ELLE. Zoé, qu'avez-vous appris auprès d'Isabelle ?                

Z.A. Ma tante est une femme qui s'est toujours montrée très généreuse quant à ce qu'elle a pu me transmettre. Je me suis construite en tant que jeune femme et actrice à ses côtés et non pas en comparaison. Cela tient à la rigueur qu'elle s'est toujours imposée à elle-même avant de l'imposer aux autres, aux nombreux conseils qu'elle m'a apportés de manière objective et clairvoyante, ainsi qu'à la bienveillance qu'elle a eue à mon égard. Isabelle est une figure forte et représente l'image de la femme indépendante, elle l'a prouvé de nombreuses fois à travers ses choix professionnels et/ou personnels. Elle m'a donné et me donne encore les clés nécessaires pour me construire une identité solide dans l'exercice, parfois laborieux, du jeu et de ses multiples facettes. Au-delà du cinéma, nous partageons des liens de sang, de transmission familiale, et donc une mémoire commune et indéfectible.                

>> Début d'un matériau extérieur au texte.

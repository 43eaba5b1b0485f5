//! Protocol builders
//!
//! [`ProtocolBuilder`] assembles a [`ClinicalProtocolRule`] in code. The
//! shape helpers cover the common single-condition protocols and return a
//! builder, so preconditions can still be added before [`ProtocolBuilder::build`].
//! Shape helpers fall back to the default `no_action` token.

use clinguard_logic::{
    ClinicalProtocolRule, ComparisonOp, Expression, LogicError, LogicResult, ProtocolMetadata,
    ValidationRules,
};
use clinguard_types::Value;

const NO_ACTION: &str = "no_action";

/// Fluent constructor for [`ClinicalProtocolRule`]
#[derive(Debug, Clone)]
pub struct ProtocolBuilder {
    rule_id: String,
    name: String,
    category: String,
    version: String,
    source: String,
    logic: Option<Expression>,
    validation: ValidationRules,
    metadata: ProtocolMetadata,
}

impl ProtocolBuilder {
    pub fn new(rule_id: impl Into<String>, name: impl Into<String>) -> Self {
        Self {
            rule_id: rule_id.into(),
            name: name.into(),
            category: String::new(),
            version: String::new(),
            source: String::new(),
            logic: None,
            validation: ValidationRules::default(),
            metadata: ProtocolMetadata::default(),
        }
    }

    pub fn category(mut self, category: impl Into<String>) -> Self {
        self.category = category.into();
        self
    }

    pub fn version(mut self, version: impl Into<String>) -> Self {
        self.version = version.into();
        self
    }

    /// Guideline or publication the protocol is derived from
    pub fn source(mut self, source: impl Into<String>) -> Self {
        self.source = source.into();
        self
    }

    pub fn logic(mut self, logic: Expression) -> Self {
        self.logic = Some(logic);
        self
    }

    pub fn min_confidence(mut self, min: f64) -> Self {
        self.validation.min_confidence = min;
        self
    }

    pub fn require_human_review(mut self, required: bool) -> Self {
        self.validation.require_human_review = required;
        self
    }

    pub fn max_data_age_hours(mut self, hours: f64) -> Self {
        self.validation.max_data_age_hours = Some(hours);
        self
    }

    /// Add a dot-path that must be present in the snapshot
    pub fn required_field(mut self, path: impl Into<String>) -> Self {
        let path = path.into();
        if !self.validation.required_fields.contains(&path) {
            self.validation.required_fields.push(path);
        }
        self
    }

    /// Restrict the action identifiers the logic may produce
    pub fn allowed_action(mut self, action: impl Into<String>) -> Self {
        self.validation
            .allowed_actions
            .get_or_insert_with(Vec::new)
            .push(action.into());
        self
    }

    pub fn created_by(mut self, author: impl Into<String>) -> Self {
        self.metadata.created_by = author.into();
        self
    }

    pub fn evidence_level(mut self, level: impl Into<String>) -> Self {
        self.metadata.evidence_level = Some(level.into());
        self
    }

    pub fn reference(mut self, reference: impl Into<String>) -> Self {
        self.metadata.references.push(reference.into());
        self
    }

    /// Mark the protocol as retired
    pub fn inactive(mut self) -> Self {
        self.metadata.is_active = false;
        self
    }

    /// Build and check the protocol
    pub fn build(self) -> LogicResult<ClinicalProtocolRule> {
        let logic = self.logic.ok_or_else(|| {
            LogicError::invalid_protocol(format!("{}: logic is required", self.rule_id))
        })?;

        let rule = ClinicalProtocolRule {
            rule_id: self.rule_id,
            name: self.name,
            category: self.category,
            version: self.version,
            source: self.source,
            logic,
            validation: self.validation,
            metadata: self.metadata,
        };
        rule.check()?;
        Ok(rule)
    }
}

/// `if(<path> <op> <threshold>, action, "no_action")`, requiring `path`
pub fn threshold_protocol(
    rule_id: impl Into<String>,
    name: impl Into<String>,
    path: impl Into<String>,
    op: ComparisonOp,
    threshold: f64,
    action: impl Into<String>,
) -> ProtocolBuilder {
    let path = path.into();
    let condition = Expression::compare(
        op,
        Expression::var(path.clone()),
        Expression::literal(threshold),
    );
    ProtocolBuilder::new(rule_id, name)
        .logic(action_if(condition, action))
        .required_field(path)
}

/// Triggers when the medication list contains `medication`
pub fn medication_protocol(
    rule_id: impl Into<String>,
    name: impl Into<String>,
    medication: impl Into<String>,
    action: impl Into<String>,
) -> ProtocolBuilder {
    let condition = Expression::has_medication(
        Expression::var("meds"),
        Expression::literal(Value::String(medication.into())),
    );
    ProtocolBuilder::new(rule_id, name).logic(action_if(condition, action))
}

/// Triggers when any condition code starts with `icd_prefix`
pub fn condition_protocol(
    rule_id: impl Into<String>,
    name: impl Into<String>,
    icd_prefix: impl Into<String>,
    action: impl Into<String>,
) -> ProtocolBuilder {
    let condition = Expression::has_condition_icd(
        Expression::var("conditions"),
        Expression::literal(Value::String(icd_prefix.into())),
    );
    ProtocolBuilder::new(rule_id, name).logic(action_if(condition, action))
}

/// Triggers when the `age` vital lies in `[low, high]`
pub fn age_bucket_protocol(
    rule_id: impl Into<String>,
    name: impl Into<String>,
    low: f64,
    high: f64,
    action: impl Into<String>,
) -> ProtocolBuilder {
    let condition = Expression::age_between(
        Expression::var("age"),
        Expression::literal(low),
        Expression::literal(high),
    );
    ProtocolBuilder::new(rule_id, name)
        .logic(action_if(condition, action))
        .required_field("age")
}

fn action_if(condition: Expression, action: impl Into<String>) -> Expression {
    Expression::if_then_else(
        condition,
        Expression::literal(Value::String(action.into())),
        Expression::literal(NO_ACTION),
    )
}

#[cfg(test)]
mod tests {
    use super::*;
    use pretty_assertions::assert_eq;
    use serde_json::json;

    #[test]
    fn test_builder_sets_every_field() {
        let rule = ProtocolBuilder::new("htn-001", "Hypertension follow-up")
            .category("cardiology")
            .version("2.1.0")
            .source("ACC/AHA 2017")
            .logic(Expression::literal("schedule_bp_recheck"))
            .min_confidence(0.9)
            .require_human_review(true)
            .max_data_age_hours(72.0)
            .required_field("vitals.sbp")
            .required_field("vitals.sbp")
            .allowed_action("schedule_bp_recheck")
            .created_by("clinical-informatics")
            .evidence_level("A")
            .reference("doi:10.1161/HYP.0000000000000065")
            .build()
            .unwrap();

        assert_eq!(rule.rule_id, "htn-001");
        assert_eq!(rule.category, "cardiology");
        assert_eq!(rule.validation.required_fields, vec!["vitals.sbp".to_string()]);
        assert_eq!(
            rule.validation.allowed_actions,
            Some(vec!["schedule_bp_recheck".to_string()])
        );
        assert_eq!(rule.metadata.evidence_level.as_deref(), Some("A"));
        assert_eq!(rule.metadata.references.len(), 1);
        assert!(rule.validation.require_human_review);
        assert!(rule.is_active());
    }

    #[test]
    fn test_build_requires_logic() {
        assert!(ProtocolBuilder::new("x-001", "No logic").build().is_err());
    }

    #[test]
    fn test_build_checks_preconditions() {
        let result = ProtocolBuilder::new("x-001", "Bad confidence")
            .logic(Expression::literal("refer"))
            .min_confidence(1.5)
            .build();
        assert!(result.is_err());

        let result = ProtocolBuilder::new(" ", "Blank id")
            .logic(Expression::literal("refer"))
            .build();
        assert!(result.is_err());
    }

    #[test]
    fn test_inactive() {
        let rule = ProtocolBuilder::new("x-001", "Retired")
            .logic(Expression::literal("refer"))
            .inactive()
            .build()
            .unwrap();
        assert!(!rule.is_active());
    }

    #[test]
    fn test_threshold_protocol_shape() {
        let rule = threshold_protocol(
            "dm-a1c-001",
            "Elevated A1c",
            "a1c",
            ComparisonOp::Greater,
            6.5,
            "refer_endocrinology",
        )
        .build()
        .unwrap();

        assert_eq!(
            rule.logic.to_json(),
            json!({"if": [{">": [{"var": "a1c"}, 6.5]}, "refer_endocrinology", "no_action"]})
        );
        assert_eq!(rule.validation.required_fields, vec!["a1c".to_string()]);
    }

    #[test]
    fn test_clinical_shapes() {
        let med = medication_protocol("m-1", "Statin", "atorvastatin", "check_lipids")
            .build()
            .unwrap();
        assert_eq!(
            med.logic.to_json(),
            json!({"if": [
                {"has_medication": [{"var": "meds"}, "atorvastatin"]},
                "check_lipids",
                "no_action"
            ]})
        );

        let cond = condition_protocol("c-1", "Diabetes", "E11", "diabetic_foot_exam")
            .build()
            .unwrap();
        assert_eq!(cond.logic.result_literals(), vec!["diabetic_foot_exam", "no_action"]);

        let age = age_bucket_protocol("a-1", "Senior", 65.0, 120.0, "fall_risk_screen")
            .build()
            .unwrap();
        assert_eq!(age.logic.variables(), vec!["age"]);
        assert_eq!(age.validation.required_fields, vec!["age".to_string()]);
        let Expression::If { then, .. } = &age.logic else {
            panic!("expected if");
        };
        assert_eq!(**then, Expression::Literal(Value::string("fall_risk_screen")));
    }
}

ELLE. Isabelle, vous qui incarnez toujours des rôles très forts, le regard du cinéma sur les femmes a-t-il évolué ?                

I.A. Indéniablement, la femme n'est plus un simple objet aliéné à ce que l'objectif fera d'elle : la femme fatale, la femme naïve, la femme maléfique, la belle ou la vilaine… les fameux stéréotypes que vous sous-entendez. Mais est-elle devenue pleinement sujet ? Dans un sens, oui, parce qu'il y a de plus en plus de femmes cinéastes, scénaristes, productrices. À elles, à nous, de faire grandir les rôles de femme en profondeur et en subtilité et à encourager chez les hommes un regard moins caricatural, moins sexiste, sur les femmes et sur les actrices. Mais, vigilance ! parce que la carrière des femmes reste toujours plus compliquée que celle des hommes : les salaires ne sont pas les mêmes et le physique et l'âge restent pour les actrices une barrière périlleuse à franchir. Pas pour les acteurs.               

ELLE. Et le regard de la société sur les actrices, Zoé ?                

Z.A. Le cinéma et la société évoluent depuis toujours en miroir. Nous sommes conscients et conscientes que l'actrice a longtemps été traitée en « femme-objet ». Très peu de personnages s'incarnaient autrement, mais cela tend à s'inverser grâce à des films où les actrices et leurs personnages ne répondent plus à ces stéréotypes. Grâce à des femmes, aussi, qui se placent de plus en plus de l'autre côté de la caméra, nous changeons petit à petit de postulat. Il est très intéressant pour la jeune actrice que je suis de naviguer dans tout ceci et de réaliser qu'art et société se répondent de manière quasi instinctive.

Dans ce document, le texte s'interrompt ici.